KEY POINTS:
Fired by welcome signs that international and local measures to restore confidence to the battered banking system are gaining some traction, investors followed the overseas lead to send the New Zealand sharemarket rocketing yesterday.
Snapping a woeful seven-day losing streak that tore a 14 per cent chunk off the benchmark index, the NZX-50 climbed almost 7 per cent at one point early in the session before closing up 5.99 per cent or 166.6 points at 2948.94.
The local gains came after Wall St's Dow Jones industrial average gained more than 11 per cent on Monday - its biggest one-day gain since 1933 as traders reacted with relief to efforts by the US Government to inject capital into banks and get lending flowing again.
In Tokyo the Nikkei average soared 14.2 per cent, the biggest one-day gain in its 58-year history, while the Australian ASX200 closed 3.7 per cent up.
In contrast to last week's palpable gloom, local brokers were clearly relieved and cheered by yesterday's gains, although that was tempered with caution.
"We've probably seen the worst of the banking and financial crisis overseas," said Hamilton, Hindin, Greene broker Grant Williamson, "but what we probably haven't got over is that a lot of these economies are going to go into recession so there's still a lot to be concerned about out there."

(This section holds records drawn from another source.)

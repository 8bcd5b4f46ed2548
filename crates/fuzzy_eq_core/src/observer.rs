//! Diagnostic side channel.
//!
//! The engine reports one [`Event`] per comparison it performs, children
//! before parents. Observers never influence the verdict.

use num_complex::Complex64;
use std::cell::RefCell;
use std::fmt;

use crate::dispatch::Category;

/// Rule-specific information attached to an [`Event`].
#[derive(Debug, Clone, Copy, PartialEq)]
pub enum Detail {
    None,
    Numeric {
        left: Complex64,
        right: Complex64,
        distance: f64,
        tolerance: f64,
    },
    SizeMismatch {
        left: usize,
        right: usize,
    },
    /// Tuple arity differs; `None` marks an operand that is not a tuple.
    ArityMismatch {
        left: Option<usize>,
        right: Option<usize>,
    },
    /// First position that did not match.
    Mismatch {
        index: usize,
    },
    /// Entry of the left map that found no partner on the right.
    MissingKey {
        index: usize,
    },
    DepthLimit {
        limit: usize,
    },
    /// The type advertised a capability but did not provide the view for it.
    Malformed,
}

impl fmt::Display for Detail {
    fn fmt(&self, f: &mut fmt::Formatter<'_>) -> fmt::Result {
        match self {
            Detail::None => Ok(()),
            Detail::Numeric {
                left,
                right,
                distance,
                tolerance,
            } => write!(
                f,
                "|{left} - {right}| = {distance} against tolerance {tolerance}"
            ),
            Detail::SizeMismatch { left, right } => write!(f, "sizes {left} and {right}"),
            Detail::ArityMismatch { left, right } => write!(f, "arities {left:?} and {right:?}"),
            Detail::Mismatch { index } => write!(f, "first mismatch at position {index}"),
            Detail::MissingKey { index } => write!(f, "no partner for entry {index}"),
            Detail::DepthLimit { limit } => write!(f, "nesting deeper than {limit}"),
            Detail::Malformed => f.write_str("capability without matching view"),
        }
    }
}

/// One comparator boundary: the rule taken, where, on what, and the verdict.
#[derive(Debug, Clone, PartialEq)]
pub struct Event {
    pub category: Category,
    pub depth: usize,
    pub left: &'static str,
    pub right: &'static str,
    pub detail: Detail,
    pub result: bool,
}

impl fmt::Display for Event {
    fn fmt(&self, f: &mut fmt::Formatter<'_>) -> fmt::Result {
        write!(
            f,
            "[depth {}] {} {} vs {}: {}",
            self.depth, self.category, self.left, self.right, self.result
        )?;
        if self.detail != Detail::None {
            write!(f, " ({})", self.detail)?;
        }
        Ok(())
    }
}

pub trait Observer {
    fn observe(&self, event: &Event);
}

impl<F: Fn(&Event)> Observer for F {
    fn observe(&self, event: &Event) {
        self(event)
    }
}

/// Discards every event.
#[derive(Debug, Clone, Copy, Default)]
pub struct NoopObserver;

impl Observer for NoopObserver {
    #[inline]
    fn observe(&self, _event: &Event) {}
}

/// Forwards events to the `log` facade: mismatches at debug level,
/// matches at trace level.
#[derive(Debug, Clone, Copy, Default)]
pub struct LogObserver;

impl Observer for LogObserver {
    fn observe(&self, event: &Event) {
        if event.result {
            log::trace!(target: "fuzzy_eq", "{event}");
        } else {
            log::debug!(target: "fuzzy_eq", "{event}");
        }
    }
}

/// Keeps every event in memory.
#[derive(Debug, Default)]
pub struct RecordingObserver {
    events: RefCell<Vec<Event>>,
}

impl RecordingObserver {
    pub fn events(&self) -> Vec<Event> {
        self.events.borrow().clone()
    }

    pub fn take(self) -> Vec<Event> {
        self.events.into_inner()
    }

    /// Events for comparisons that failed, in the order they were reported.
    pub fn mismatches(&self) -> Vec<Event> {
        self.events
            .borrow()
            .iter()
            .filter(|event| !event.result)
            .cloned()
            .collect()
    }
}

impl Observer for RecordingObserver {
    fn observe(&self, event: &Event) {
        self.events.borrow_mut().push(event.clone());
    }
}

Williamson said the Government's move to guarantee local deposits, in addition to the massive injections of funds into the US and other offshore banking sectors had clearly restored some confidence.
"It is encouraging. We seem to be making history every week at the moment."

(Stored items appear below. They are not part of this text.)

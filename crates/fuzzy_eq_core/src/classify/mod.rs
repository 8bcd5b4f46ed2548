//! Type classification.
//!
//! Each supported type declares its category facts through
//! [`Comparable::CAPABILITIES`](crate::Comparable) and exposes the matching
//! [`Inspect`](crate::Inspect) hooks. Classification is structural: a type is
//! a sequence because it hands out sized element iteration, a map because it
//! hands out entries, and so on.
//!
//! Built-in coverage:
//! - `std_impls`: primitive numbers, std containers, smart pointers, and the
//!   equatable leaves (`bool`, `char`, strings, raw pointers).
//! - `tuples`: tuples of arity 0 through 12.
//! - `linalg`: complex scalars and nalgebra vectors.
//!
//! User types opt into the identical-type equality rule with [`equatable!`].
//!
//! Plain references are not classified. The only borrowed types that are
//! `Comparable` are slices (`&[T]`) and `&'static str`, so a `Vec<&str>`
//! borrowed from a local `String` cannot be compared directly:
//!
//! ```compile_fail
//! use fuzzy_eq_core::fuzzy_eq;
//!
//! let text = String::from("a b");
//! let words: Vec<&str> = text.split(' ').collect();
//! fuzzy_eq(&words, &words);
//! ```
//!
//! Collect owned `String`s instead:
//!
//! ```
//! use fuzzy_eq_core::fuzzy_eq;
//!
//! let text = String::from("a b");
//! let words: Vec<String> = text.split(' ').map(String::from).collect();
//! assert!(fuzzy_eq(&words, &vec![String::from("a"), String::from("b")]));
//! ```

use std::any::Any;

/// Implements [`Comparable`](crate::Comparable) for types whose own
/// `PartialEq` should decide equality when both operands share that type.
///
/// ```
/// use fuzzy_eq_core::{equatable, fuzzy_eq};
///
/// #[derive(PartialEq)]
/// struct Label(&'static str);
/// equatable!(Label);
///
/// assert!(fuzzy_eq(&Label("a"), &Label("a")));
/// assert!(!fuzzy_eq(&Label("a"), &Label("b")));
/// ```
#[macro_export]
macro_rules! equatable {
    ($($ty:ty),+ $(,)?) => {$(
        impl $crate::Inspect for $ty {
            fn as_any(&self) -> ::std::option::Option<&dyn ::std::any::Any> {
                ::std::option::Option::Some(self)
            }

            fn eq_any(&self, other: &dyn ::std::any::Any) -> ::std::option::Option<bool> {
                $crate::eq_same_type(self, other)
            }
        }

        impl $crate::Comparable for $ty {
            const CAPABILITIES: $crate::Capabilities = $crate::Capabilities::EQUATABLE;
        }
    )+};
}

mod linalg;
mod std_impls;
mod tuples;

/// Applies `T`'s own equality when `other` is also a `T`.
pub fn eq_same_type<T: PartialEq + 'static>(this: &T, other: &dyn Any) -> Option<bool> {
    other.downcast_ref::<T>().map(|other| this == other)
}
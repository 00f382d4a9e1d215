//! Per-worker job bookkeeping over the persisted job log.

use std::sync::Arc;
use std::time::Duration;

use tracing::warn;

use crate::store::{JobLogStore, JobRecord, JobStatus, StoreError};

/// Tracks jobs for one named worker. Records expire after
/// `max(3 days, 10 × interval)`.
#[derive(Clone)]
pub struct JobTracker {
    worker: String,
    store: Arc<dyn JobLogStore>,
    expires_in: Duration,
}

impl JobTracker {
    pub fn new(worker: &str, store: Arc<dyn JobLogStore>, interval: Duration) -> Self {
        let expires_in = Duration::from_secs(3 * 24 * 60 * 60).max(interval * 10);
        Self {
            worker: worker.to_string(),
            store,
            expires_in,
        }
    }

    /// The most recent job record, purging expired rows first.
    pub fn last(&self) -> Result<Option<JobRecord>, StoreError> {
        if let Err(err) = self.store.purge_expired(&self.worker, self.expires_in) {
            warn!(worker = %self.worker, error = %err, "failed to purge expired jobs");
        }
        self.store.get_last(&self.worker)
    }

    pub fn set(
        &self,
        job_id: &str,
        status: JobStatus,
        error: Option<&str>,
    ) -> Result<(), StoreError> {
        self.store.set(&self.worker, job_id, status, error)
    }
}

Williamson said the buyers yesterday appeared to be mainly retail investors who had been sitting on the sidelines with cash.
Standout performers included defensive stocks like Contact Energy up 42c to $7.47 and Auckland Airport up 15c to $1.82.
"The blue chip stocks are up 5, 6 or even 7 per cent, it's pretty impressive stuff but it's really only recovering a portion of what was lost last week."
Nigel Scott of ABN Amro Craigs said it was "early days".
"The key thing here is that at least we've found a level for the market to look to try and deal at."
He observed local investors for the most part hadn't sold down their holdings aggressively when the market was on the way down, "so we shouldn't be looking to participate too aggressively on the way up".
Scott said the key thing over time was to see some sanity return to offshore credit markets.